Monday, March 19th, 2012
If ancient Greek mythology had a consistent villain, it would definitely be centaurs. With the exception of the wise and kind Chiron, these half-horse half-man creatures were depicted as bestial, drunken, lecherous bullies strewing chaos and strife wherever they went.
The origins of Centaurs (or Kentauroi) are obscure. The most common story seems to involve the wicked king Ixion, who tried to rape the goddess Hera. At the last minute, however, Zeus substituted a cloud/nymph (depending on the story) named Nephele. She bore him a monstrous child, Kentaurus, who was either the first centaur, or who mated with horses and produced the first centaur. Ixion, meanwhile, was bound to a flaming wheel, and banished to the pit of Tartarus to suffer alongside Tantalus and Sisyphus.
One of the most famous stories of centaur misbehavior is at the wedding of the Lapith king Perithoos, best friend of Theseus. Perithoos invites the centaurs to the wedding, but after consuming alcohol, they become feral, attempting to carry off the bride and the other women. A huge battle ensued, one that was quite popular in art—the Parthenon metopes (large marble friezes on the outside of the building) take this battle as their subject. Such depictions with centaurs became so popular that they actually had their own name—“Centauromachies” (literally, centaur fights).
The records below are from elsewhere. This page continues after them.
use crate::{
    definitions::{Family, Field, Item, LevelStats, TIER_COUNT},
    wikitext::{ParsedValue, Template, TemplateMap},
};

/// Substring (case-insensitive) that marks a stat template, e.g.
/// `DDWeaponStat` or `DDArmorStat`.
pub const STAT_MARKER: &str = "stat";

/// First template on the page that carries equipment stats.
pub fn stat_template(templates: &TemplateMap) -> Option<&Template> {
    let mut stats = templates.query(STAT_MARKER);
    let first = stats.next()?;
    if let Some(ignored) = stats.next() {
        log::debug!(
            "Using {:?}, ignoring further stat template {:?}",
            first.name,
            ignored.name
        );
    }
    Some(first)
}

/// Wiki markup for the name column: a bold link to the item's page.
fn display_name(name: &str) -> ParsedValue {
    ParsedValue::PlainText(format!("'''[[{}]]'''", name))
}

/// Reshape one stat template into the fixed per-tier layout of `family`.
///
/// Levelless fields are shared by all tiers; tier fields read `<key><tier>`.
/// Anything missing becomes empty text.
pub fn compile_item(name: &str, family: Family, template: &Template) -> Item {
    let mut levelless = LevelStats::default();
    for field in family.levelless_fields() {
        let value = match field {
            Field::Name => display_name(name),
            other => template.get(other.key()).cloned().unwrap_or_default(),
        };
        levelless.insert(*field, value);
    }

    let stats: [LevelStats; TIER_COUNT] = std::array::from_fn(|tier| {
        let mut level = levelless.clone();
        for field in family.tier_fields() {
            let key = format!("{}{}", field.key(), tier);
            level.insert(*field, template.get(&key).cloned().unwrap_or_default());
        }
        level
    });

    Item {
        name: name.to_string(),
        stats,
    }
}
use std::collections::BTreeMap;

use serde::Serialize;

use crate::wikitext::value::{ElementMap, ParsedValue, interpret_value};

/// A top-level `{{Name|key=value|...}}` record.
#[derive(Clone, Debug, PartialEq, Eq, Serialize, Default)]
pub struct Template {
    pub name: String,
    pub parameters: BTreeMap<String, ParsedValue>,
}

impl Template {
    pub fn new<S: Into<String>>(name: S) -> Self {
        Template {
            name: name.into(),
            parameters: BTreeMap::new(),
        }
    }

    /// Get a parameter by exact key.
    pub fn get(&self, key: &str) -> Option<&ParsedValue> {
        self.parameters.get(key)
    }
}

/// Templates of one page keyed by name, in the order they first appeared.
///
/// A later template with the same name replaces the earlier one in place.
#[derive(Clone, Debug, PartialEq, Eq, Serialize, Default)]
pub struct TemplateMap {
    pub templates: Vec<Template>,
}

impl TemplateMap {
    pub fn new() -> Self {
        TemplateMap {
            templates: Vec::new(),
        }
    }

    pub fn insert(&mut self, template: Template) {
        match self.templates.iter_mut().find(|t| t.name == template.name) {
            Some(existing) => *existing = template,
            None => self.templates.push(template),
        }
    }

    /// Exact-name lookup.
    pub fn get(&self, name: &str) -> Option<&Template> {
        self.templates.iter().find(|t| t.name == name)
    }

    /// All templates whose name contains `fragment`, ignoring case.
    pub fn query<'a>(
        &'a self,
        fragment: &str,
    ) -> impl Iterator<Item = &'a Template> + use<'a> {
        let fragment = fragment.trim().to_lowercase();
        self.templates
            .iter()
            .filter(move |t| t.name.to_lowercase().contains(&fragment))
    }

    pub fn iter(&self) -> impl Iterator<Item = &Template> {
        self.templates.iter()
    }

    pub fn len(&self) -> usize {
        self.templates.len()
    }

    pub fn is_empty(&self) -> bool {
        self.templates.is_empty()
    }
}

/// Parse every top-level template in `text` in a single forward scan.
///
/// Two counters track `{`/`}` and `[`/`]` depth. Inside a template (brace
/// depth of at least two) `|` and `}` end a segment, unless we are inside a
/// `[[link|label]]`. A segment holding `=` becomes a parameter, the first one
/// without `=` becomes the template name. The template is emitted when a `}}`
/// brings the brace depth back to zero.
///
/// Nested templates are not tracked separately: their parameters end up in the
/// enclosing template. Unbalanced markup never reaches an emit point and is
/// dropped without an error.
pub fn parse_templates(text: &str) -> TemplateMap {
    let mut templates = TemplateMap::new();
    let mut brace_depth: usize = 0;
    let mut bracket_depth: usize = 0;
    let mut cursor: usize = 0;
    let mut previous: Option<char> = None;
    let mut name: Option<String> = None;
    let mut parameters: BTreeMap<String, ParsedValue> = BTreeMap::new();

    for (index, character) in text.char_indices() {
        match character {
            '{' => {
                brace_depth += 1;
                if brace_depth == 2 {
                    cursor = index + 1;
                    name = None;
                    parameters = BTreeMap::new();
                }
            }
            '[' => bracket_depth += 1,
            ']' => bracket_depth = bracket_depth.saturating_sub(1),
            '|' | '}' => {
                if brace_depth > 1 && bracket_depth == 0 {
                    record_segment(&text[cursor..index], &mut name, &mut parameters);
                    cursor = index + 1;
                }

                if character == '}' {
                    brace_depth = brace_depth.saturating_sub(1);
                    cursor = index;
                    if brace_depth == 0
                        && previous == Some('}')
                        && let Some(name) = name.take()
                    {
                        log::debug!("template {:?} ({} parameters)", name, parameters.len());
                        templates.insert(Template {
                            name,
                            parameters: std::mem::take(&mut parameters),
                        });
                    }
                }
            }
            _ => {}
        }
        previous = Some(character);
    }

    templates
}

/// Store one `|`-delimited segment as a parameter or as the template name.
fn record_segment(
    segment: &str,
    name: &mut Option<String>,
    parameters: &mut BTreeMap<String, ParsedValue>,
) {
    let segment = segment.trim();
    match segment.split_once('=') {
        Some((key, raw)) => {
            let key = key.trim();
            let value = match interpret_value(key, raw.trim()) {
                Ok(value) => value,
                Err(e) => {
                    log::warn!("[{}] dropping malformed value ({})", key, e);
                    ParsedValue::ElementMap(ElementMap::new())
                }
            };
            parameters.insert(key.to_string(), value);
        }
        None => {
            if name.is_none() {
                *name = Some(segment.to_string());
            }
        }
    }
}

/// Return the text between the first `<title>` and `</title>` of an exported
/// page, with entities decoded.
pub fn extract_title(text: &str) -> Option<String> {
    let (_, title) = lazy_regex::regex_captures!(r"<title>(.*?)</title>", text)?;
    Some(html_escape::decode_html_entities(title.trim()).to_string())
}
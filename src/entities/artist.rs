use async_trait::async_trait;
use chrono::{DateTime, Utc};
use sea_orm::entity::prelude::*;
use sea_orm::{ActiveModelBehavior, ActiveValue::Set};

#[derive(Clone, Debug, PartialEq, DeriveEntityModel, Eq)]
#[sea_orm(table_name = "artists")]
pub struct Model {
    #[sea_orm(primary_key)]
    pub id: i64,
    pub name: String,
    pub city: String,
    pub state: String,
    pub phone: String,
    pub image_link: String,
    pub website_link: Option<String>,
    pub facebook_link: Option<String>,
    /// Comma-joined, read and written through [`crate::genres::Genres`].
    pub genres: String,
    /// Whether the artist is looking for venues to play.
    pub seeking: bool,
    pub seeking_comment: Option<String>,
    pub created_at: DateTime<Utc>,
    pub updated_at: DateTime<Utc>,
}

#[derive(Copy, Clone, Debug, EnumIter, DeriveRelation)]
pub enum Relation {
    #[sea_orm(has_many = "super::show::Entity")]
    Shows,
}

impl Related<super::show::Entity> for Entity {
    fn to() -> RelationDef {
        Relation::Shows.def()
    }
}

#[async_trait]
impl ActiveModelBehavior for ActiveModel {
    fn new() -> Self {
        let now = Utc::now();

        Self {
            created_at: Set(now),
            updated_at: Set(now),
            ..ActiveModelTrait::default()
        }
    }

    async fn before_save<C>(mut self, _db: &C, insert: bool) -> Result<Self, sea_orm::DbErr>
    where
        C: ConnectionTrait,
    {
        let now = Utc::now();

        if insert {
            self.created_at = Set(now);
        }

        self.updated_at = Set(now);

        Ok(self)
    }
}
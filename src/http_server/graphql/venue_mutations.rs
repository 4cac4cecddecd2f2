use async_graphql::{Context, InputObject, Object};

use crate::http_server::graphql::context::get_app_state;
use crate::http_server::graphql::venue_queries::Venue;
use crate::http_server::graphql_error::GraphqlResult;
use crate::services::forms::NewVenue;
use crate::services::venue::VenueService;

#[derive(Debug, Clone, InputObject)]
pub struct VenueInput {
    pub name: String,
    pub city: String,
    pub state: String,
    pub address: String,
    pub phone: String,
    pub image_link: String,
    pub genres: Vec<String>,
    pub website_link: Option<String>,
    pub facebook_link: Option<String>,
    #[graphql(default)]
    pub seeking_talent: bool,
    pub seeking_description: Option<String>,
}

impl From<VenueInput> for NewVenue {
    fn from(input: VenueInput) -> Self {
        Self {
            name: input.name,
            city: input.city,
            state: input.state,
            address: input.address,
            phone: input.phone,
            image_link: input.image_link,
            website_link: input.website_link,
            facebook_link: input.facebook_link,
            genres: input.genres,
            seeking_talent: input.seeking_talent,
            seeking_description: input.seeking_description,
        }
    }
}

#[derive(Default)]
pub struct VenueMutation;

#[Object]
impl VenueMutation {
    async fn create_venue(&self, ctx: &Context<'_>, input: VenueInput) -> GraphqlResult<Venue> {
        let db = &get_app_state(ctx)?.db;
        let service = VenueService::new(db.clone());

        Ok(service.create(input.into()).await?.into())
    }

    async fn update_venue(
        &self,
        ctx: &Context<'_>,
        id: i64,
        input: VenueInput,
    ) -> GraphqlResult<Venue> {
        let db = &get_app_state(ctx)?.db;
        let service = VenueService::new(db.clone());

        Ok(service.update(id, input.into()).await?.into())
    }

    async fn delete_venue(&self, ctx: &Context<'_>, id: i64) -> GraphqlResult<bool> {
        let db = &get_app_state(ctx)?.db;
        let service = VenueService::new(db.clone());
        service.delete(id).await?;
        Ok(true)
    }
}
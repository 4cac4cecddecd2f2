use std::sync::Arc;

use axum::{
    Json,
    extract::State,
    http::StatusCode,
};
use chrono::Utc;
use serde::Deserialize;

use crate::http_server::http_routes::extract::{FormInput, IdPath};
use crate::http_server::http_routes::{SearchForm, WriteResponse, checkbox, created, done};
use crate::http_server::state::AppState;
use crate::services::SearchResults;
use crate::services::error::ListingError;
use crate::services::forms::NewVenue;
use crate::services::venue::{VenueArea, VenueDetail, VenueProfile, VenueService};

/// Venue form as posted by the create and edit pages.
#[derive(Debug, Deserialize)]
pub struct VenueForm {
    #[serde(default)]
    name: String,
    #[serde(default)]
    city: String,
    #[serde(default)]
    state: String,
    #[serde(default)]
    address: String,
    #[serde(default)]
    phone: String,
    #[serde(default)]
    image_link: String,
    #[serde(default)]
    genres: Vec<String>,
    #[serde(default)]
    facebook_link: Option<String>,
    #[serde(default)]
    website_link: Option<String>,
    #[serde(default, deserialize_with = "checkbox")]
    seeking_talent: bool,
    #[serde(default)]
    seeking_description: Option<String>,
}

impl From<VenueForm> for NewVenue {
    fn from(form: VenueForm) -> Self {
        Self {
            name: form.name,
            city: form.city,
            state: form.state,
            address: form.address,
            phone: form.phone,
            image_link: form.image_link,
            website_link: form.website_link,
            facebook_link: form.facebook_link,
            genres: form.genres,
            seeking_talent: form.seeking_talent,
            seeking_description: form.seeking_description,
        }
    }
}

pub async fn list_venues(
    State(app_state): State<Arc<AppState>>,
) -> Result<Json<Vec<VenueArea>>, ListingError> {
    let service = VenueService::new(app_state.db.clone());
    Ok(Json(service.list_areas(Utc::now()).await?))
}

pub async fn search_venues(
    State(app_state): State<Arc<AppState>>,
    FormInput(form): FormInput<SearchForm>,
) -> Result<Json<SearchResults>, ListingError> {
    let service = VenueService::new(app_state.db.clone());
    Ok(Json(service.search(&form.search_term).await?))
}

pub async fn show_venue(
    State(app_state): State<Arc<AppState>>,
    IdPath(venue_id): IdPath,
) -> Result<Json<VenueDetail>, ListingError> {
    let service = VenueService::new(app_state.db.clone());
    Ok(Json(service.detail(venue_id, Utc::now()).await?))
}

pub async fn create_venue(
    State(app_state): State<Arc<AppState>>,
    FormInput(form): FormInput<VenueForm>,
) -> Result<(StatusCode, Json<WriteResponse>), ListingError> {
    let service = VenueService::new(app_state.db.clone());
    let venue = service.create(form.into()).await?;

    Ok(created(
        format!("Venue '{}' was successfully listed!", venue.name),
        venue.id,
    ))
}

pub async fn edit_venue(
    State(app_state): State<Arc<AppState>>,
    IdPath(venue_id): IdPath,
) -> Result<Json<VenueProfile>, ListingError> {
    let service = VenueService::new(app_state.db.clone());
    Ok(Json(service.profile(venue_id).await?))
}

pub async fn update_venue(
    State(app_state): State<Arc<AppState>>,
    IdPath(venue_id): IdPath,
    FormInput(form): FormInput<VenueForm>,
) -> Result<Json<WriteResponse>, ListingError> {
    let service = VenueService::new(app_state.db.clone());
    let venue = service.update(venue_id, form.into()).await?;

    Ok(done(format!("Venue '{}' was successfully updated!", venue.name)))
}

pub async fn delete_venue(
    State(app_state): State<Arc<AppState>>,
    IdPath(venue_id): IdPath,
) -> Result<Json<WriteResponse>, ListingError> {
    let service = VenueService::new(app_state.db.clone());
    service.delete(venue_id).await?;

    Ok(done(format!("Venue {} was successfully deleted.", venue_id)))
}
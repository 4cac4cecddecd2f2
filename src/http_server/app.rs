use std::sync::Arc;
use std::time::Instant;

use async_graphql_axum::GraphQL;
use axum::{
    Router,
    extract::Request,
    middleware::{self, Next},
    response::Response,
    routing::{get, post},
};
use color_eyre::eyre::{Context, eyre};
use tower::ServiceBuilder;
use tower_http::catch_panic::CatchPanicLayer;
use tower_http::cors::CorsLayer;

use crate::{
    database::Database,
    http_server::{
        error::{handle_panic, not_found},
        graphql,
        http_routes::{artists, home, shows, venues},
        state::AppState,
    },
};

pub struct HttpServerConfig {
    pub host: String,
    pub port: u16,
    pub database: Database,
}

async fn log_requests(request: Request, next: Next) -> Response {
    let method = request.method().clone();
    let uri = request.uri().clone();
    let start = Instant::now();

    let response = next.run(request).await;

    let status = response.status();
    let elapsed = start.elapsed();
    if status.is_server_error() {
        log::error!("{} {} -> {} ({:?})", method, uri, status, elapsed);
    } else {
        log::info!("{} {} -> {} ({:?})", method, uri, status, elapsed);
    }

    response
}

pub fn build_router(app_state: Arc<AppState>) -> Router {
    let schema = graphql::create_schema(app_state.clone());

    #[cfg(debug_assertions)]
    let cors_layer = CorsLayer::permissive();

    #[cfg(not(debug_assertions))]
    let cors_layer = CorsLayer::new();

    Router::new()
        .route("/", get(home))
        .route("/venues", get(venues::list_venues))
        .route("/venues/search", post(venues::search_venues))
        .route("/venues/create", post(venues::create_venue))
        .route(
            "/venues/{venue_id}",
            get(venues::show_venue).delete(venues::delete_venue),
        )
        .route(
            "/venues/{venue_id}/edit",
            get(venues::edit_venue).post(venues::update_venue),
        )
        .route("/artists", get(artists::list_artists))
        .route("/artists/search", post(artists::search_artists))
        .route("/artists/create", post(artists::create_artist))
        .route(
            "/artists/{artist_id}",
            get(artists::show_artist).delete(artists::delete_artist),
        )
        .route(
            "/artists/{artist_id}/edit",
            get(artists::edit_artist).post(artists::update_artist),
        )
        .route("/shows", get(shows::list_shows))
        .route("/shows/create", post(shows::create_show))
        .route("/shows/{show_id}", axum::routing::delete(shows::delete_show))
        .route(
            "/graphql",
            get(graphql::graphql).post_service(GraphQL::new(schema)),
        )
        .fallback(not_found)
        .layer(
            ServiceBuilder::new()
                .layer(CatchPanicLayer::custom(handle_panic))
                .layer(middleware::from_fn(log_requests))
                .layer(cors_layer),
        )
        .with_state(app_state)
}

pub async fn start(config: HttpServerConfig) -> color_eyre::Result<()> {
    let app_state = Arc::new(AppState {
        db: Arc::new(config.database),
    });
    let app = build_router(app_state);

    let address = format!("{}:{}", config.host, config.port);
    let listener = tokio::net::TcpListener::bind(&address)
        .await
        .wrap_err_with(|| eyre!("Failed to bind to {}", address))?;

    log::info!("Listening on http://{}", address);
    axum::serve(listener, app)
        .with_graceful_shutdown(shutdown_signal())
        .await
        .wrap_err("Failed to start HTTP server")?;

    log::info!("HTTP server stopped");
    Ok(())
}

async fn shutdown_signal() {
    if let Err(e) = tokio::signal::ctrl_c().await {
        log::error!("Failed to listen for shutdown signal: {}", e);
    }
}

#[cfg(test)]
mod tests {
    use axum::http::{Method, StatusCode};

    use crate::http_server::http_routes::test_support::{body_json, send, test_app};

    #[tokio::test]
    async fn test_home() {
        let app = test_app().await;
        let response = send(&app, Method::GET, "/", None).await;
        assert_eq!(response.status(), StatusCode::OK);
        assert_eq!(body_json(response).await["name"], "venue-listings");
    }

    #[tokio::test]
    async fn test_unknown_route_is_not_found() {
        let app = test_app().await;
        let response = send(&app, Method::GET, "/nowhere", None).await;
        assert_eq!(response.status(), StatusCode::NOT_FOUND);
        let body = body_json(response).await;
        assert_eq!(body["success"], false);
        assert_eq!(body["kind"], "not_found");
    }

    #[tokio::test]
    async fn test_graphiql_page() {
        let app = test_app().await;
        let response = send(&app, Method::GET, "/graphql", None).await;
        assert_eq!(response.status(), StatusCode::OK);
    }
}
use std::sync::Arc;

use axum::{
    Json,
    extract::State,
    http::StatusCode,
};
use serde::Deserialize;

use crate::http_server::http_routes::extract::{FormInput, IdPath};
use crate::http_server::http_routes::{WriteResponse, created, done};
use crate::http_server::state::AppState;
use crate::services::error::{ListingError, ListingResult};
use crate::services::forms::{NewShow, parse_start_time};
use crate::services::show::{ShowListing, ShowService};

/// Show form. Ids arrive as text from `<select>` fields.
#[derive(Debug, Deserialize)]
pub struct ShowForm {
    #[serde(default)]
    artist_id: String,
    #[serde(default)]
    venue_id: String,
    #[serde(default)]
    start_time: String,
}

impl TryFrom<ShowForm> for NewShow {
    type Error = ListingError;

    fn try_from(form: ShowForm) -> ListingResult<Self> {
        Ok(Self {
            artist_id: parse_id("artist_id", &form.artist_id)?,
            venue_id: parse_id("venue_id", &form.venue_id)?,
            start_time: parse_start_time(&form.start_time)?,
        })
    }
}

fn parse_id(field: &str, raw: &str) -> ListingResult<Option<i64>> {
    let raw = raw.trim();
    if raw.is_empty() {
        return Ok(None);
    }

    raw.parse::<i64>().map(Some).map_err(|_| {
        ListingError::validation(format!("Field '{}' must be a number, got '{}'", field, raw))
    })
}

pub async fn list_shows(
    State(app_state): State<Arc<AppState>>,
) -> Result<Json<Vec<ShowListing>>, ListingError> {
    let service = ShowService::new(app_state.db.clone());
    Ok(Json(service.list().await?))
}

pub async fn create_show(
    State(app_state): State<Arc<AppState>>,
    FormInput(form): FormInput<ShowForm>,
) -> Result<(StatusCode, Json<WriteResponse>), ListingError> {
    let service = ShowService::new(app_state.db.clone());
    let show = service.create(form.try_into()?).await?;

    Ok(created("Show was successfully listed!".to_string(), show.id))
}

pub async fn delete_show(
    State(app_state): State<Arc<AppState>>,
    IdPath(show_id): IdPath,
) -> Result<Json<WriteResponse>, ListingError> {
    let service = ShowService::new(app_state.db.clone());
    service.delete(show_id).await?;

    Ok(done(format!("Show {} was successfully deleted.", show_id)))
}
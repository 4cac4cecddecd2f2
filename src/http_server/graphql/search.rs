use async_graphql::SimpleObject;

use crate::services::{SearchHit, SearchResults};

#[derive(Debug, Clone, SimpleObject)]
pub struct SearchHitObject {
    pub id: i64,
    pub name: String,
    pub num_upcoming_shows: i64,
}

#[derive(Debug, Clone, SimpleObject)]
pub struct SearchResponse {
    pub count: i64,
    pub data: Vec<SearchHitObject>,
}

impl From<SearchHit> for SearchHitObject {
    fn from(hit: SearchHit) -> Self {
        Self {
            id: hit.id,
            name: hit.name,
            num_upcoming_shows: hit.num_upcoming_shows as i64,
        }
    }
}

impl From<SearchResults> for SearchResponse {
    fn from(results: SearchResults) -> Self {
        Self {
            count: results.count as i64,
            data: results.data.into_iter().map(Into::into).collect(),
        }
    }
}
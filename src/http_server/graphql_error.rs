use async_graphql::{Error, ErrorExtensions};

use crate::services::error::ListingError;

#[derive(Debug, Clone, thiserror::Error)]
pub enum GraphqlError {
    #[error("{message}")]
    Listing { kind: &'static str, message: String },
    #[error("Failed to get app state")]
    FailedToGetAppState,
}

impl From<ListingError> for GraphqlError {
    fn from(err: ListingError) -> Self {
        let message = match &err {
            ListingError::Store(_) => {
                log::error!("GraphQL error: {:#?}", err);
                "Something went wrong".to_string()
            }
            _ => err.to_string(),
        };

        Self::Listing {
            kind: err.kind(),
            message,
        }
    }
}

impl ErrorExtensions for GraphqlError {
    fn extend(&self) -> Error {
        Error::new(format!("{}", self)).extend_with(|_err, e| match self {
            GraphqlError::Listing { kind, message } => {
                e.set("kind", kind.to_string());
                e.set("reason", message.clone());
            }
            GraphqlError::FailedToGetAppState => {
                e.set("kind", "server_error".to_string());
                e.set("reason", "Failed to get app state".to_string());
            }
        })
    }
}

// Newtype wrapper to avoid blanket From implementation conflict for GraphqlError and async_graphql::Error
#[derive(Debug, Clone)]
pub struct GraphqlErrorWrapper(GraphqlError);

impl From<GraphqlError> for GraphqlErrorWrapper {
    fn from(err: GraphqlError) -> Self {
        Self(err)
    }
}

impl From<GraphqlErrorWrapper> for Error {
    fn from(wrapper: GraphqlErrorWrapper) -> Self {
        wrapper.0.extend()
    }
}

impl From<ListingError> for GraphqlErrorWrapper {
    fn from(err: ListingError) -> Self {
        GraphqlError::from(err).into()
    }
}

pub type GraphqlResult<T> = Result<T, GraphqlErrorWrapper>;
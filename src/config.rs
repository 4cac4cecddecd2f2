use std::path::{Path, PathBuf};

use color_eyre::Result;
use color_eyre::eyre::{Context, eyre};
use serde::{Deserialize, Serialize};

const APP_DIR: &str = "venue-listings";

#[derive(Debug, Clone, PartialEq, Eq, Serialize, Deserialize)]
pub struct Config {
    /// Path of the SQLite database file. `~/` is expanded.
    #[serde(default = "default_database")]
    database: String,
    #[serde(default)]
    pub server: ServerConfig,
}

#[derive(Debug, Clone, PartialEq, Eq, Serialize, Deserialize)]
pub struct ServerConfig {
    #[serde(default = "default_host")]
    pub host: String,
    #[serde(default = "default_port")]
    pub port: u16,
}

impl Default for ServerConfig {
    fn default() -> Self {
        Self {
            host: default_host(),
            port: default_port(),
        }
    }
}

impl Default for Config {
    fn default() -> Self {
        Self {
            database: default_database(),
            server: ServerConfig::default(),
        }
    }
}

fn default_database() -> String {
    dirs::data_dir()
        .map(|dir| dir.join(APP_DIR).join("listings.db"))
        .unwrap_or_else(|| PathBuf::from("listings.db"))
        .to_string_lossy()
        .to_string()
}

fn default_host() -> String {
    "127.0.0.1".to_string()
}

fn default_port() -> u16 {
    5000
}

impl Config {
    /// Load config from a TOML file
    pub fn from_file(path: &Path) -> Result<Self> {
        let contents = std::fs::read_to_string(path)
            .context(format!("Failed to read config file: {}", path.display()))?;
        let config: Config = toml::from_str(&contents)
            .context(format!("Failed to parse config file: {}", path.display()))?;
        Ok(config)
    }

    /// Default location of the config file
    pub fn config_path() -> Option<PathBuf> {
        dirs::config_dir().map(|path| path.join(APP_DIR).join("config.toml"))
    }

    /// Load the config from its default location, falling back to defaults
    /// when no file exists yet.
    pub fn load() -> Result<Self> {
        match Self::config_path() {
            Some(path) if path.exists() => Self::from_file(&path),
            _ => {
                log::debug!("No config file found, using defaults");
                Ok(Self::default())
            }
        }
    }

    /// Write the default config to its default location, if it doesn't exist
    pub fn create_default() -> Result<PathBuf> {
        let path = Self::config_path().ok_or_else(|| eyre!("No config directory available"))?;
        Self::default().write_new(&path)?;
        Ok(path)
    }

    fn write_new(&self, path: &Path) -> Result<()> {
        if path.exists() {
            log::info!("Config file already exists at: {}", path.display());
            return Ok(());
        }

        if let Some(parent) = path.parent() {
            std::fs::create_dir_all(parent).context(format!(
                "Failed to create config directory: {}",
                parent.display()
            ))?;
        }

        let contents = toml::to_string_pretty(self).context("Failed to serialize config")?;
        std::fs::write(path, contents)
            .context(format!("Failed to write config file: {}", path.display()))?;
        Ok(())
    }

    /// Expand ~ to home directory
    fn expand_path(&self, path: &str) -> PathBuf {
        if let Some(rest) = path.strip_prefix("~/")
            && let Some(home) = dirs::home_dir()
        {
            return home.join(rest);
        }
        PathBuf::from(path)
    }

    /// Get expanded database path
    pub fn database_path(&self) -> PathBuf {
        self.expand_path(&self.database)
    }
}

#[cfg(test)]
mod tests {
    use super::*;
    use tempfile::tempdir;

    #[test]
    fn test_from_file_reads_all_sections() {
        let dir = tempdir().unwrap();
        let path = dir.path().join("config.toml");
        std::fs::write(
            &path,
            r#"
database = "/var/lib/listings/listings.db"

[server]
host = "0.0.0.0"
port = 8080
"#,
        )
        .unwrap();

        let config = Config::from_file(&path).unwrap();
        assert_eq!(
            config.database_path(),
            PathBuf::from("/var/lib/listings/listings.db")
        );
        assert_eq!(config.server.host, "0.0.0.0");
        assert_eq!(config.server.port, 8080);
    }

    #[test]
    fn test_missing_fields_use_defaults() {
        let dir = tempdir().unwrap();
        let path = dir.path().join("config.toml");
        std::fs::write(&path, "[server]\nport = 9000\n").unwrap();

        let config = Config::from_file(&path).unwrap();
        assert_eq!(config.server.port, 9000);
        assert_eq!(config.server.host, "127.0.0.1");
        assert_eq!(config.database, default_database());
    }

    #[test]
    fn test_invalid_file_is_an_error() {
        let dir = tempdir().unwrap();
        let path = dir.path().join("config.toml");
        std::fs::write(&path, "server = 5").unwrap();

        assert!(Config::from_file(&path).is_err());
        assert!(Config::from_file(&dir.path().join("missing.toml")).is_err());
    }

    #[test]
    fn test_write_new_round_trips_and_keeps_existing() {
        let dir = tempdir().unwrap();
        let path = dir.path().join("nested").join("config.toml");

        let mut config = Config::default();
        config.server.port = 6000;
        config.write_new(&path).unwrap();
        assert_eq!(Config::from_file(&path).unwrap(), config);

        // A second write leaves the existing file alone
        Config::default().write_new(&path).unwrap();
        assert_eq!(Config::from_file(&path).unwrap().server.port, 6000);
    }

    #[test]
    fn test_expand_path_home() {
        let config = Config::default();
        if let Some(home) = dirs::home_dir() {
            assert_eq!(config.expand_path("~/db.sqlite"), home.join("db.sqlite"));
        }
        assert_eq!(config.expand_path("/tmp/db.sqlite"), PathBuf::from("/tmp/db.sqlite"));
    }
}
A fascinating side-story about the Lapith/centaur battle involves the unusual hero Caeneus, who was born a beautiful woman, named Caenis. She was raped by the god Poseidon, who after offered to grant her any wish. She wished to be transformed into a man, to escape further persecution. She–now he–became one of the greatest warriors of the Lapiths, and couldn’t be killed by normal means. In order to defeat him, the centaurs were forced to pile giant fir trees and rocks on top of him, until he was literally forced into the earth by their weight.
Maybe the most famous centaur story is the one about Heracles and his wife Deianeira. The two arrive at the river Evenus, where the centaur Nessus has set himself up as the ferryman. Heracles boosts Deianeira only Nessus’ back, but rather than taking her over the river, the centaur starts to run off with her. Heracles pulls out one of his hydra-poisoned arrows and shoots Nessus, who collapses, thankfully not on Deianeira. He whispers to her his apologies and says that she should gather up a bit of his blood. Then, if she ever doubts her husband’s faithfulness, she can give him some of it, and it will make him love her again.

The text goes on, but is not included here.